Scanning the entries below, copy every line that contains the word "Item".

Collected data:
*** Block opens ***
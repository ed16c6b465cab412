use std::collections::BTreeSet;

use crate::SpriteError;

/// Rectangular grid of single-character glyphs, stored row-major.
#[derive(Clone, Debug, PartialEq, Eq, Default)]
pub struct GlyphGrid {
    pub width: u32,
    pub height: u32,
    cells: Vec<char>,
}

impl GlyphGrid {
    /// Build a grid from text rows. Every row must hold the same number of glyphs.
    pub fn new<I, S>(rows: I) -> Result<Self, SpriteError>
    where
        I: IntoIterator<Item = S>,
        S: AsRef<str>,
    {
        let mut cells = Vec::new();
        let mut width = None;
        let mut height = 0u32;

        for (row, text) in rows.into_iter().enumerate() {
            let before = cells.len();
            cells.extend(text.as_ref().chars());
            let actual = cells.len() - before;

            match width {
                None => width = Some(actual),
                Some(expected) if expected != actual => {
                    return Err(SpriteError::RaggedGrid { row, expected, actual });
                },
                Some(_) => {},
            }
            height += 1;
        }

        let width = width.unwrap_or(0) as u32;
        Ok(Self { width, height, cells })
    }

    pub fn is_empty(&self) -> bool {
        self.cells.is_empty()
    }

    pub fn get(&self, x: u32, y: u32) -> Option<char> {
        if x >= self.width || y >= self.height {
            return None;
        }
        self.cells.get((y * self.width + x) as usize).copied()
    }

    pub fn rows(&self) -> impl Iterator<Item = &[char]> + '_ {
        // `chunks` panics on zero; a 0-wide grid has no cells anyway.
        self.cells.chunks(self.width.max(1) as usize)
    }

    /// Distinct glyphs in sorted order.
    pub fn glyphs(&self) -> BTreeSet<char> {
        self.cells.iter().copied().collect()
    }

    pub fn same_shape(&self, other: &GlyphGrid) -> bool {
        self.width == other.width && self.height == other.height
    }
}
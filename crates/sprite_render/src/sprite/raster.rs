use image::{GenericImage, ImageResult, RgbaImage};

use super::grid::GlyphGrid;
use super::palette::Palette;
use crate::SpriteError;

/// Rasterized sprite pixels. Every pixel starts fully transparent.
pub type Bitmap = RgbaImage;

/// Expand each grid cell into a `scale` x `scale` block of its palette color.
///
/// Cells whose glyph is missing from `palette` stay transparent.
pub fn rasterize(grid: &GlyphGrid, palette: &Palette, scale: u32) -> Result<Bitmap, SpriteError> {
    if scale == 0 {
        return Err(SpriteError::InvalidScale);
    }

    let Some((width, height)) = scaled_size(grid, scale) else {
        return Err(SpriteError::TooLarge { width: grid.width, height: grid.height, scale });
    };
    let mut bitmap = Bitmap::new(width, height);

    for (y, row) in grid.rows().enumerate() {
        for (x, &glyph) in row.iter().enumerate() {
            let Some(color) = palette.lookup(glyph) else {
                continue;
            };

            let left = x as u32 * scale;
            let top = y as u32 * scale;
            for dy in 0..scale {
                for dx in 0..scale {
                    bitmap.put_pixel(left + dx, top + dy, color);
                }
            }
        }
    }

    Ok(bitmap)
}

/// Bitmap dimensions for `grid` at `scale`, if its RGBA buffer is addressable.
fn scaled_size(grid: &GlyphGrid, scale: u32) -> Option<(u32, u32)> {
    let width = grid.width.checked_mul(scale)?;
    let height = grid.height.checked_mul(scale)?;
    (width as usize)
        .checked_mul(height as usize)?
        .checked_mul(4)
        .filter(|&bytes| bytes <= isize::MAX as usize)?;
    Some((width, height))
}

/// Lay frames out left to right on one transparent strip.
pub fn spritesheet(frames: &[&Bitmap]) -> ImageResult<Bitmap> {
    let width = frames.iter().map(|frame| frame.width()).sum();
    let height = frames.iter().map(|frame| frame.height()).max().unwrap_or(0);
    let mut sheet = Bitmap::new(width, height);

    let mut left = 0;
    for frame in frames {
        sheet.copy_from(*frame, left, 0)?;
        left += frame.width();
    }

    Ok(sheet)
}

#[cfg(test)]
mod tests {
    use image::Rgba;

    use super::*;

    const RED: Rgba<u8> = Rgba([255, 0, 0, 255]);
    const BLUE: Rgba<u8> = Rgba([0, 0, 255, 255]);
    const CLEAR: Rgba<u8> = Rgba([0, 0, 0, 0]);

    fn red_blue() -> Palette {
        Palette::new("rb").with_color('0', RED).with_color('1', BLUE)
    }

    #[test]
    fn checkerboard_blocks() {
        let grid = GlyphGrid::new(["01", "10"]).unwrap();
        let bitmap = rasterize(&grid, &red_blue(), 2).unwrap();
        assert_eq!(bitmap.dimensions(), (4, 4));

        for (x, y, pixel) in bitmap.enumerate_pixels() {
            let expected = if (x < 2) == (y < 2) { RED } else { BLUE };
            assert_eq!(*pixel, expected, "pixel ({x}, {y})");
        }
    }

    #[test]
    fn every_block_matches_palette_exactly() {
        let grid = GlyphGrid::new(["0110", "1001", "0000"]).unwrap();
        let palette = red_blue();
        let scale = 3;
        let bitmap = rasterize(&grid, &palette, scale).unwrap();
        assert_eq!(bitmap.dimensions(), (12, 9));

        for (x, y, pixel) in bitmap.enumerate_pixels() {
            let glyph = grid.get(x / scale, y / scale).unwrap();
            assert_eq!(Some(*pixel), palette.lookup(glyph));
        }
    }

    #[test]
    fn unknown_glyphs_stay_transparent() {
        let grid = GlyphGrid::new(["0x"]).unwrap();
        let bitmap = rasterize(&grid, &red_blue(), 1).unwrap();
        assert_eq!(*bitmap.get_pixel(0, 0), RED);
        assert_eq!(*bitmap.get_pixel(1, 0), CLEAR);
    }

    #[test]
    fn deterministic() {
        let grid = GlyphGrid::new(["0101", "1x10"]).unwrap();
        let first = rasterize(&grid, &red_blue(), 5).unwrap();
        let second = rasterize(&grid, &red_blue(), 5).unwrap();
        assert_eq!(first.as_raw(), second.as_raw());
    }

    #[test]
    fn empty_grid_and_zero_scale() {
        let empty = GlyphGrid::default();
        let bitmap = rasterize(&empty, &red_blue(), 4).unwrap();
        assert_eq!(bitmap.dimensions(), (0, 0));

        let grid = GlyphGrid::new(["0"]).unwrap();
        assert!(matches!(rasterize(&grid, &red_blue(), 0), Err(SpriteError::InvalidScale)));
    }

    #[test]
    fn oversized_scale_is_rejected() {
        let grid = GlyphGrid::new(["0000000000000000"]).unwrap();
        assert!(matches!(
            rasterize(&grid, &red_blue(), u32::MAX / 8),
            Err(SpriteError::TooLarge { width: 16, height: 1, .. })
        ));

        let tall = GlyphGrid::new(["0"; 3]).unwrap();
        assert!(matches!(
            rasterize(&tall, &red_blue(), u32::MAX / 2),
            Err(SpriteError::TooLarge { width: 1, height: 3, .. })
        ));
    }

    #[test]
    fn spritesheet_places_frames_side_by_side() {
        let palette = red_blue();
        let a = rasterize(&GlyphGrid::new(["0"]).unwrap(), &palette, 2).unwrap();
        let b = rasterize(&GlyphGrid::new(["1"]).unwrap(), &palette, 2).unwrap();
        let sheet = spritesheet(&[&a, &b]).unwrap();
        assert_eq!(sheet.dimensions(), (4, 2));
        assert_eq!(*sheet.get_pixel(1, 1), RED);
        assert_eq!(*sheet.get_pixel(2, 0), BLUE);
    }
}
*** Block closes ***
ANSWER TO THIS PROBLEM:
        I: IntoIterator<Item = S>,
    pub fn rows(&self) -> impl Iterator<Item = &[char]> + '_ {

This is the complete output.